| Work item |
In the data below, find the line containing "loaded from TOML.", then set down that line and every later line up to and including the line containing "any shape a", exactly.
--- Information supplied Enclosed Below ---
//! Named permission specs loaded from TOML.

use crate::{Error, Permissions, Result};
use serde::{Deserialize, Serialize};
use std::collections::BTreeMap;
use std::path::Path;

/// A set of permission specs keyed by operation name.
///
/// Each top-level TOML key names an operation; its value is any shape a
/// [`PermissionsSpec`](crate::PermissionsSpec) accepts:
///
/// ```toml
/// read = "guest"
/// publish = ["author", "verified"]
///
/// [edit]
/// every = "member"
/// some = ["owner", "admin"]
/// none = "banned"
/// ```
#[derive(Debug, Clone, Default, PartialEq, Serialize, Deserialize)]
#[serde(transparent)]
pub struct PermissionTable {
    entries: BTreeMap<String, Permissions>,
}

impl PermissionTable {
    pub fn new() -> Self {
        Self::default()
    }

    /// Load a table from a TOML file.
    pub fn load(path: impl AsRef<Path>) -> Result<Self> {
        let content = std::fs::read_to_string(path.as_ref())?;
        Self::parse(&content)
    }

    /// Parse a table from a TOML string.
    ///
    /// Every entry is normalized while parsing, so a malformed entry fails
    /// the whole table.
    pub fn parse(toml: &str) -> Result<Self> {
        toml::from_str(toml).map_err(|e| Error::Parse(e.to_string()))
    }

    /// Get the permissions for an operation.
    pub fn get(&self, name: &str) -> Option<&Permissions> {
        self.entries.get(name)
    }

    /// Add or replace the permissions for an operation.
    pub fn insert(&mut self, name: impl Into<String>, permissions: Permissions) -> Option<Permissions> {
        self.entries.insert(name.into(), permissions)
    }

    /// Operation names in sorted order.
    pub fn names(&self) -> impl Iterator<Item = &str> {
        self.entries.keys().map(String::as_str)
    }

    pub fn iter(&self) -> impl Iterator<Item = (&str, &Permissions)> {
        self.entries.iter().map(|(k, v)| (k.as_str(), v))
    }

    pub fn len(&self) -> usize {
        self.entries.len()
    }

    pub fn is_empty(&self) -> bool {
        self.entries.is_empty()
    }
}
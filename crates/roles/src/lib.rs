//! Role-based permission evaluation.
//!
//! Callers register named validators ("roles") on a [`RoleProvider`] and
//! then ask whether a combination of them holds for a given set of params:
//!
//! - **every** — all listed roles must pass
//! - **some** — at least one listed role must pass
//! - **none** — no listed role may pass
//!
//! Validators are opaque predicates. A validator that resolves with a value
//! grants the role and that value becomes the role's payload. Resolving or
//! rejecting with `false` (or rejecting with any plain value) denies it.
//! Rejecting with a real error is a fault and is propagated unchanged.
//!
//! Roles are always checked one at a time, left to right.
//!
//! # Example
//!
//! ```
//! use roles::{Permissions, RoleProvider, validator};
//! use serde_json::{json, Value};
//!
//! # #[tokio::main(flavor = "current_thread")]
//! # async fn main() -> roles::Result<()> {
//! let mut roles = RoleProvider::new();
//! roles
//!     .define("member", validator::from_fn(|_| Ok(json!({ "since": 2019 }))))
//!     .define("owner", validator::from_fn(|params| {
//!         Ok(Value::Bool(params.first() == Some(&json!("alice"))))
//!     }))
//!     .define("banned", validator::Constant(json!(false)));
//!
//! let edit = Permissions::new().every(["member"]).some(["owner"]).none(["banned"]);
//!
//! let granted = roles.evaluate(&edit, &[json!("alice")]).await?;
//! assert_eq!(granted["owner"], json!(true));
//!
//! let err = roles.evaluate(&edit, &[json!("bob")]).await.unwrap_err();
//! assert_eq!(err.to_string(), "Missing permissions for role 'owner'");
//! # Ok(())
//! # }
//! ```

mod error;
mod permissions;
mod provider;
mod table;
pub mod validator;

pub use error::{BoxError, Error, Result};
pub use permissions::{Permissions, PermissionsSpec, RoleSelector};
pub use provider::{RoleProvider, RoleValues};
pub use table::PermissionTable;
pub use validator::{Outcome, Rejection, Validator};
--- End of Enclosed Information supplied ---
--- Information supplied Enclosed Below ---
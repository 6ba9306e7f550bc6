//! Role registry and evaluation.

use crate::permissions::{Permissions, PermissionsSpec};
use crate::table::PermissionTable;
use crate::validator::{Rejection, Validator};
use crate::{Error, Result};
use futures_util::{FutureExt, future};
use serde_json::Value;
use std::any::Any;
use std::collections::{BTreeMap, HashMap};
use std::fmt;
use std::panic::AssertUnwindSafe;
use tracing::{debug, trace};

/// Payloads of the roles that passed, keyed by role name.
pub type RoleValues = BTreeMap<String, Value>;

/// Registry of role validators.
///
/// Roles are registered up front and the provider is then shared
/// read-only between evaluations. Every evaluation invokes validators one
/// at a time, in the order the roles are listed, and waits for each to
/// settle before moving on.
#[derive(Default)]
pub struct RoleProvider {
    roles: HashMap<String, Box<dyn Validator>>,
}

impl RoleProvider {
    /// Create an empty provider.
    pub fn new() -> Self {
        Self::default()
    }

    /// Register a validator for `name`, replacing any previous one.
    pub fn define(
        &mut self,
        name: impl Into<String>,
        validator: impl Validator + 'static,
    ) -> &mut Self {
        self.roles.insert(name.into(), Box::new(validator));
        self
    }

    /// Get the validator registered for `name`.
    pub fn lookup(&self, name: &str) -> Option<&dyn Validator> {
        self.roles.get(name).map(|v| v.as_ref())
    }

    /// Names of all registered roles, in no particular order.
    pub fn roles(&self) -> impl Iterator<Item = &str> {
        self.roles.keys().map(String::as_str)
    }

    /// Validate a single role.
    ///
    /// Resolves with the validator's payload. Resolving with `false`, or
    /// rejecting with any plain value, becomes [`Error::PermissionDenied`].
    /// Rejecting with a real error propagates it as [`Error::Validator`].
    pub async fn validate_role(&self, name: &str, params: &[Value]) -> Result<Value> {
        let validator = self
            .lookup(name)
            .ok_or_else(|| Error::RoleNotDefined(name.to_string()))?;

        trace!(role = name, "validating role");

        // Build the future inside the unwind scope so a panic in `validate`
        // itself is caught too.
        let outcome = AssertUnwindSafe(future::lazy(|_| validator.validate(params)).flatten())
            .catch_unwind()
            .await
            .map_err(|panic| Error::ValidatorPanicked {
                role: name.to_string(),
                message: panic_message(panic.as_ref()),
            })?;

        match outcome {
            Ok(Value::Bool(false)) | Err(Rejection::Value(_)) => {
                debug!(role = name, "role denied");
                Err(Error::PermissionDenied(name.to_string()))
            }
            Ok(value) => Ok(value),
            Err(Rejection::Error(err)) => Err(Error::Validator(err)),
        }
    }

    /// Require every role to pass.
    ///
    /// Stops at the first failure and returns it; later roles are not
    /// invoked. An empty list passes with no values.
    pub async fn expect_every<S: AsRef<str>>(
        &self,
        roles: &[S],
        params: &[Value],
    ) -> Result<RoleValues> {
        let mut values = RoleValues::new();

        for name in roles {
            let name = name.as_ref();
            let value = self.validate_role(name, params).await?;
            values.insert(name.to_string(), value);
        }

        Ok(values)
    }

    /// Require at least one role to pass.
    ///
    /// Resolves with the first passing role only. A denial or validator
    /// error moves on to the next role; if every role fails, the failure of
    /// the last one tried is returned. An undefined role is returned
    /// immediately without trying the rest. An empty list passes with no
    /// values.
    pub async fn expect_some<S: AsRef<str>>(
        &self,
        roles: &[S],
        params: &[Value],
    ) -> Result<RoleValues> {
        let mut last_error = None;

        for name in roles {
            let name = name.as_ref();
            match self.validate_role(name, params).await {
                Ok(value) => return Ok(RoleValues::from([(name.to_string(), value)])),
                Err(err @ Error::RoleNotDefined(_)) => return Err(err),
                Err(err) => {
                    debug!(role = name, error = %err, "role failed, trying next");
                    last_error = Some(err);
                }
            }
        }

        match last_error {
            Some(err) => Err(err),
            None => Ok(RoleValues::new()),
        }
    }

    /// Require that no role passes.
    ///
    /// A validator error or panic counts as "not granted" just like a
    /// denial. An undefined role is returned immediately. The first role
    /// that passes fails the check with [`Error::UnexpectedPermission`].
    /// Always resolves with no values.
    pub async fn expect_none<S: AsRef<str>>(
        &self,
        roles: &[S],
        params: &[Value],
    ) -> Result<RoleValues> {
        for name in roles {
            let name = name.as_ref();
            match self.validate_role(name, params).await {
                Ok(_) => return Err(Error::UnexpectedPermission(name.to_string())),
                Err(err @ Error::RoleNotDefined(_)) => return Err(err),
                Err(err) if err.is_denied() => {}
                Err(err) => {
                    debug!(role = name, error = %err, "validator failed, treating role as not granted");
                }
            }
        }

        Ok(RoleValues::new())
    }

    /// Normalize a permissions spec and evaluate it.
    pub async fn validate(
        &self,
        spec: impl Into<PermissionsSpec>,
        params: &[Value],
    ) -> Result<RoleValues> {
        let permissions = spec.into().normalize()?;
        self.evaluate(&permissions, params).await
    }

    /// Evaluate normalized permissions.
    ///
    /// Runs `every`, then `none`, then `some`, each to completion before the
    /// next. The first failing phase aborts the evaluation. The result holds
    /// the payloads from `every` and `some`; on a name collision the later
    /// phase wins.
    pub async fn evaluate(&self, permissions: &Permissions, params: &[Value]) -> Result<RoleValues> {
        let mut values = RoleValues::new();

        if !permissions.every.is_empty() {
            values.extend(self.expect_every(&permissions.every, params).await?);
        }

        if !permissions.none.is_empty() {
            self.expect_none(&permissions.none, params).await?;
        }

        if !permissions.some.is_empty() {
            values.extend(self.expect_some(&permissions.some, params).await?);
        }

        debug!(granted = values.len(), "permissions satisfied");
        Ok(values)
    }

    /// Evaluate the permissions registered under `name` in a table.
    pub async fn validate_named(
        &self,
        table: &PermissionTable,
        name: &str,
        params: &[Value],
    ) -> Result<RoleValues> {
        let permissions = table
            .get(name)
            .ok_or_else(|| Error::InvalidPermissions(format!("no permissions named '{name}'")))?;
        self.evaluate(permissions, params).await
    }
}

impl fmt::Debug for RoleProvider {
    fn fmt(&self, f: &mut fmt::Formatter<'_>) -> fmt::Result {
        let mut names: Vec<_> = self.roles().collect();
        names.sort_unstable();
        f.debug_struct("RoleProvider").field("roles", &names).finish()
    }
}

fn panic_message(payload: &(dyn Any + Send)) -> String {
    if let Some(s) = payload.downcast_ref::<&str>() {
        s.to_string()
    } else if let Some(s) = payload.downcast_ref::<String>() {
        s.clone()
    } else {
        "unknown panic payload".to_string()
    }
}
--- End of Enclosed Information supplied ---
--- Information supplied Enclosed Below ---
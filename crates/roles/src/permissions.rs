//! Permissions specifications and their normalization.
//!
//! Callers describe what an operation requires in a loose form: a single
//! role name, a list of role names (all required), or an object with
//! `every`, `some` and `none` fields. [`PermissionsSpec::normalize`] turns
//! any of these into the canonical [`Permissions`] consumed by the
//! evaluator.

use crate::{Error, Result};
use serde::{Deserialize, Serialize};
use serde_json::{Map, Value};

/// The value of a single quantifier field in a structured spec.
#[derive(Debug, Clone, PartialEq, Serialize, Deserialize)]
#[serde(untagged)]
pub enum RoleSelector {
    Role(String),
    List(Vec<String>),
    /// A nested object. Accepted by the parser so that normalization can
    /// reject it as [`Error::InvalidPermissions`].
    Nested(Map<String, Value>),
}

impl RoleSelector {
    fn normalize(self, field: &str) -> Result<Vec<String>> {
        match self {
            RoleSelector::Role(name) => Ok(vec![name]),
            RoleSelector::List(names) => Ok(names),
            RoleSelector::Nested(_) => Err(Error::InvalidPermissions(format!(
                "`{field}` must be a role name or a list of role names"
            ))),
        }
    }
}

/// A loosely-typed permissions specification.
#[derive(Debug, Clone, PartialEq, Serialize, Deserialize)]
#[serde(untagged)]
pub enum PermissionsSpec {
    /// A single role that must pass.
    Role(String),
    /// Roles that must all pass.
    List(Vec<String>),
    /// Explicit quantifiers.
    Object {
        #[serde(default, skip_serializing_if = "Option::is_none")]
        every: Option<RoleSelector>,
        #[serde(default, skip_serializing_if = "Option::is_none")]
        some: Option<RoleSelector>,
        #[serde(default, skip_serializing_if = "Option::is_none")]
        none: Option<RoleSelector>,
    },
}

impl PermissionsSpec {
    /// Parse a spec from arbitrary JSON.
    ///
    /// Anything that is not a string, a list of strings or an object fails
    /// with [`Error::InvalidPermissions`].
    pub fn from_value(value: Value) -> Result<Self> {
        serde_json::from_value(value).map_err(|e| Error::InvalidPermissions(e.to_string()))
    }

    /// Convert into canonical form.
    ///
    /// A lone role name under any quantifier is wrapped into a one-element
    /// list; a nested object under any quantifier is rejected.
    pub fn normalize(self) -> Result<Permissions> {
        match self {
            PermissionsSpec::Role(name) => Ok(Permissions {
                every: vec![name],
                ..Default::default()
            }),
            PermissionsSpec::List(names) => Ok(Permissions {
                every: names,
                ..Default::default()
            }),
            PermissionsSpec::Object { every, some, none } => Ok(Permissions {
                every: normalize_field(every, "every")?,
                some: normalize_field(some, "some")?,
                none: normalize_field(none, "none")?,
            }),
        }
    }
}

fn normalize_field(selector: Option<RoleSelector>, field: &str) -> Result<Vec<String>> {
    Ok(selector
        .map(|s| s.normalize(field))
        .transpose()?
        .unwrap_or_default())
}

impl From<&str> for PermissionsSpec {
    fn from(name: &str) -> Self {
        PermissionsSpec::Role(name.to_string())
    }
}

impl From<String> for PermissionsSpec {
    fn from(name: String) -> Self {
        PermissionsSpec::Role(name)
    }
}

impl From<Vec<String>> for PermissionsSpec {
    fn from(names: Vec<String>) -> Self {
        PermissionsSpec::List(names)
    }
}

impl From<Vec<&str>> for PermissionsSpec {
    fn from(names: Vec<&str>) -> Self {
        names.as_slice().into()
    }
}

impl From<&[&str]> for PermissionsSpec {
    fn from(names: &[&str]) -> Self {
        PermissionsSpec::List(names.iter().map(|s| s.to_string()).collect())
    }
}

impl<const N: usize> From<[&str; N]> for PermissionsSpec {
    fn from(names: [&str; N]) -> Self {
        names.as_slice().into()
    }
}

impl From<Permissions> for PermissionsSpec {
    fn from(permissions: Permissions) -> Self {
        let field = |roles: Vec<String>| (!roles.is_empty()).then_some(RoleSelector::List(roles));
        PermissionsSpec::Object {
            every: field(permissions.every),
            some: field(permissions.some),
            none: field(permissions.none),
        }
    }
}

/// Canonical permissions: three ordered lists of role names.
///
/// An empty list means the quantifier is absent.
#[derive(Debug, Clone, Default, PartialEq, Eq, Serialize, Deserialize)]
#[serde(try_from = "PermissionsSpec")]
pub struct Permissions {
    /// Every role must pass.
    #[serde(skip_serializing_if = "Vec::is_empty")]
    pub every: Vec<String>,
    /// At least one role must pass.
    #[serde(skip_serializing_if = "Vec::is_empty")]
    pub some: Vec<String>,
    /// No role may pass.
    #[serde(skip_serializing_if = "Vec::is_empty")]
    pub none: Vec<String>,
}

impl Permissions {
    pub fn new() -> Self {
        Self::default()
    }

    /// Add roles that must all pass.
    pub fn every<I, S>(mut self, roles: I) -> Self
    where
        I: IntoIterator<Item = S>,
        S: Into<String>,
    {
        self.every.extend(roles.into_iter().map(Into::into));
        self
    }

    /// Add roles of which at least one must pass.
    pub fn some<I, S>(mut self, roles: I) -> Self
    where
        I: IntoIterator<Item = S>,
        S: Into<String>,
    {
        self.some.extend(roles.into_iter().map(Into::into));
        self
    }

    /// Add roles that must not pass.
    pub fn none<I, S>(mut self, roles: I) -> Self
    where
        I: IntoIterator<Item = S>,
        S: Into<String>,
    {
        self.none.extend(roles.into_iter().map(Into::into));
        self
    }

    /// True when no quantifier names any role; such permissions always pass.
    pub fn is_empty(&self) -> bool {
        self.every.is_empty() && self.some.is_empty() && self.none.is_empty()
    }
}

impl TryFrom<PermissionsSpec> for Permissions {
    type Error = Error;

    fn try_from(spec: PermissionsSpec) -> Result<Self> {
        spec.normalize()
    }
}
--- End of Enclosed Information supplied ---
| Task output |
//! Named permission specs loaded from TOML.

use crate::{Error, Permissions, Result};
use serde::{Deserialize, Serialize};
use std::collections::BTreeMap;
use std::path::Path;

/// A set of permission specs keyed by operation name.
///
/// Each top-level TOML key names an operation; its value is any shape a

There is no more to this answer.